Southern California has historically defied traditional city models. The region’s expansive suburban communities and various activity hubs have provided economic and urban amenities for both families and young professionals. Now, SoCal’s largest new master-planned community, Ontario Ranch, is developing a connected gigabit infrastructure, business facilities, and an innovative water replenishment system to add to this dynamic.

Over the next 20 years, 47,000 homes will be built for 162,000 residents in the California city of Ontario. Within 30 minutes from Los Angeles, Orange, and Riverside counties, the community will have access to prime work centers in the region. But while many will still commute the good ol’ fashioned way to work, freelancers and home workers will have greater opportunities thanks to the high-speed Internet that will come with all of the new homes.

Similar to Google Fiber, Inyo Networks will provide the gigabit-per-second service for Ontario Ranch citizens, costing users $50 per month through HOA dues and subscriber fees. According to the provider, such a system will serve up a more efficient means of telecommuting, conducting research, and even connecting home appliances to the Internet of Things. What once would take hours to download will now may only take minutes or seconds.

In line with the city’s Healthy Ontario Initiative, the community will also have access to physical amenities such as 1,000 acres of public open space, parks and schools—all connected via pedestrian pathways and bike trails. Sixteen million square feet of retail, office, medical and residential uses will offer local employment opportunities as well, and serve as a space for socialization outside of work.

California’s risk of another epic drought will only be reduced by the ranch’s water recycling and desalination programs. And the ranch’s drought-resistant supply of water promises a future of independence and regional leadership. The New York Times praised the region’s anti-drought capabilities:

Those techniques expand Inland Empire’s water supply without actually requiring any new water, and they represent the leading edge of an effort in Southern California toward water independence.

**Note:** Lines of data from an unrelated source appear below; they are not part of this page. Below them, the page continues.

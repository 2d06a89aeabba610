//! Fixed reply texts and instruction fragments.
//!
//! The wording here is observable behavior: the model is told to answer with
//! these exact strings, and the pipeline emits some of them directly.

pub const MISSING_JURISDICTION_REPLY: &str =
    "Please include your city or county jurisdiction and resubmit your question.";

pub const STATE_FEDERAL_REPLY: &str =
    "This system handles only local (county/city) laws. Please consult your state or federal agency.";

pub const LEGAL_ADVICE_REPLY: &str =
    "This system cannot provide legal advice or predict outcomes. Please consult an attorney.";

pub const VAGUE_QUESTION_REPLY: &str =
    "Could you clarify the activity and location? Please rephrase your question with more detail.";

pub const UNSUPPORTED_JURISDICTION_REPLY: &str =
    "This system currently supports Alameda, Calaveras, and Sierra Madre only. Please resubmit your question using one of these locations.";

/// Sent without calling the model when retrieval produced no context.
pub const NOT_FOUND_REPLY: &str =
    "The information is not available in the current documents. **No relevant documents were found for this question and jurisdiction.**";

/// Sent in buffered mode when generation fails.
pub const GENERATION_FAILURE_REPLY: &str =
    "Sorry, an answer could not be generated right now. Please try again in a moment.";

pub const GREETINGS: [&str; 7] = [
    "hi",
    "hello",
    "hey",
    "greetings",
    "good morning",
    "good afternoon",
    "good evening",
];

pub(crate) const ROLE: &str =
    "You are a legal research assistant specializing in **California county-level laws**.";

pub(crate) const PARAGRAPH_SHAPE: &str = "\
Answer in one or two short paragraphs of plain prose. Address only what the documents support.
Cite every rule you rely on inline in this format:
`[Source: {jurisdiction}, Title X, Chapter Y, Section Z]`";

pub(crate) const BULLETS_SHAPE: &str = "\
**Summarize clearly** in 2-3 factual sentences. Address only what the documents support.
Then list **bullet-point regulations**, including:
   - A plain-language summary of each rule
   - A source citation in this format:
     `[Source: {jurisdiction}, Title X, Chapter Y, Section Z]`";
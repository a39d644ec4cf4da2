// Copyright (c) 2026 Benevole contributors
// SPDX-License-Identifier: AGPL-3.0
//! Database Migration Command
//!
//! `benevole migrate` applies the SQL migrations under `cli/migrations` to
//! the configured PostgreSQL database.
//!
//! # Usage
//!
//! ```bash
//! # Apply all pending migrations
//! benevole migrate
//!
//! # Preview migrations without applying
//! benevole migrate --dry-run
//! ```
//!
//! The connection string comes from `spec.storage.database_url` or
//! `BENEVOLE_DATABASE_URL`.

use anyhow::{Context, Result};
use clap::Args;
use colored::Colorize;
use sqlx::postgres::PgPoolOptions;
use std::collections::HashSet;
use std::path::PathBuf;

use benevole_core::domain::platform_config::PlatformConfigManifest;

static MIGRATOR: sqlx::migrate::Migrator = sqlx::migrate!("./migrations");

#[derive(Args, Debug)]
pub struct MigrateCommand {
    /// Perform a dry run without applying changes
    #[arg(long)]
    dry_run: bool,
}

pub async fn execute(cmd: MigrateCommand, config_path: Option<PathBuf>) -> Result<()> {
    println!("{}", "Benevole Migrate".bold().green());

    let config = PlatformConfigManifest::load_or_default(config_path)
        .context("Failed to load configuration")?;
    let database_url = config.resolved_database_url()?.context(
        "No database configured. Set spec.storage.database_url or BENEVOLE_DATABASE_URL.",
    )?;

    println!("Connecting to database...");
    let pool = PgPoolOptions::new()
        .max_connections(1)
        .connect(&database_url)
        .await
        .context("Failed to connect to database")?;

    // The tracking table does not exist before the first run
    let applied: HashSet<i64> = sqlx::query_scalar("SELECT version FROM _sqlx_migrations")
        .fetch_all(&pool)
        .await
        .map(|versions| versions.into_iter().collect())
        .unwrap_or_default();

    let pending: Vec<_> = MIGRATOR
        .iter()
        .filter(|m| !applied.contains(&m.version))
        .collect();

    println!(
        "Migration status: {} applied, {} total available.",
        applied.len(),
        MIGRATOR.iter().count()
    );

    if pending.is_empty() {
        println!("{}", "✓ Database is up to date.".green());
        return Ok(());
    }

    if cmd.dry_run {
        println!("Pending migrations found (Dry Run):");
        for migration in &pending {
            println!(" - {} {}", migration.version, migration.description);
        }
        println!("Skipping application due to --dry-run");
        return Ok(());
    }

    println!("Applying {} pending migration(s)...", pending.len());
    MIGRATOR.run(&pool).await.context("Failed to apply migrations")?;
    println!("{}", "✓ Database updated successfully.".green());

    Ok(())
}
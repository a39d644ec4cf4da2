// Copyright (c) 2026 Benevole contributors
// SPDX-License-Identifier: AGPL-3.0
//! # PostgreSQL Reference Data Repository
//!
//! `ReferenceDataRepository` backed by the `reference_entries` table. The
//! `(kind, name)` unique constraint plus `INSERT ... ON CONFLICT` make
//! find-or-create a single atomic statement.

use async_trait::async_trait;
use chrono::{DateTime, Utc};
use sqlx::postgres::{PgPool, PgRow};
use sqlx::Row;
use uuid::Uuid;

use crate::domain::reference::{ReferenceEntry, ReferenceId, ReferenceKind};
use crate::domain::repository::{ReferenceDataRepository, RepositoryError};

pub struct PostgresReferenceDataRepository {
    pool: PgPool,
}

impl PostgresReferenceDataRepository {
    pub fn new(pool: PgPool) -> Self {
        Self { pool }
    }
}

fn entry_from_row(row: &PgRow) -> Result<ReferenceEntry, RepositoryError> {
    let kind: String = row.try_get("kind")?;
    let created_at: DateTime<Utc> = row.try_get("created_at")?;
    let id: Uuid = row.try_get("id")?;

    Ok(ReferenceEntry {
        id: ReferenceId(id),
        kind: ReferenceKind::parse(&kind)
            .ok_or_else(|| RepositoryError::Serialization(format!("unknown reference kind '{}'", kind)))?,
        name: row.try_get("name")?,
        created_at,
    })
}

#[async_trait]
impl ReferenceDataRepository for PostgresReferenceDataRepository {
    async fn upsert(&self, kind: ReferenceKind, name: &str) -> Result<ReferenceId, RepositoryError> {
        // The no-op DO UPDATE makes RETURNING yield the existing row's id
        let id: Uuid = sqlx::query_scalar(
            r#"
            INSERT INTO reference_entries (id, kind, name, created_at)
            VALUES ($1, $2, $3, NOW())
            ON CONFLICT (kind, name) DO UPDATE SET name = EXCLUDED.name
            RETURNING id
            "#,
        )
        .bind(Uuid::new_v4())
        .bind(kind.as_str())
        .bind(name)
        .fetch_one(&self.pool)
        .await?;

        Ok(ReferenceId(id))
    }

    async fn list(&self, kind: ReferenceKind) -> Result<Vec<ReferenceEntry>, RepositoryError> {
        let rows = sqlx::query(
            r#"
            SELECT id, kind, name, created_at
            FROM reference_entries
            WHERE kind = $1
            ORDER BY name
            "#,
        )
        .bind(kind.as_str())
        .fetch_all(&self.pool)
        .await?;

        rows.iter().map(entry_from_row).collect()
    }
}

As the city of Irvine (Ontario Ranch’s master-planned neighbor to the south) develops its newly announced partnership with Google Fiber, Ontario Ranch plans to edge out as the first gigabit community in Southern California. It may spell some friendly competition for the growing Orange County tech district, but the new development’s amenities and resources more so indicate a trend that the SoCal region is ready to innovate and embrace change in the way we design our cities.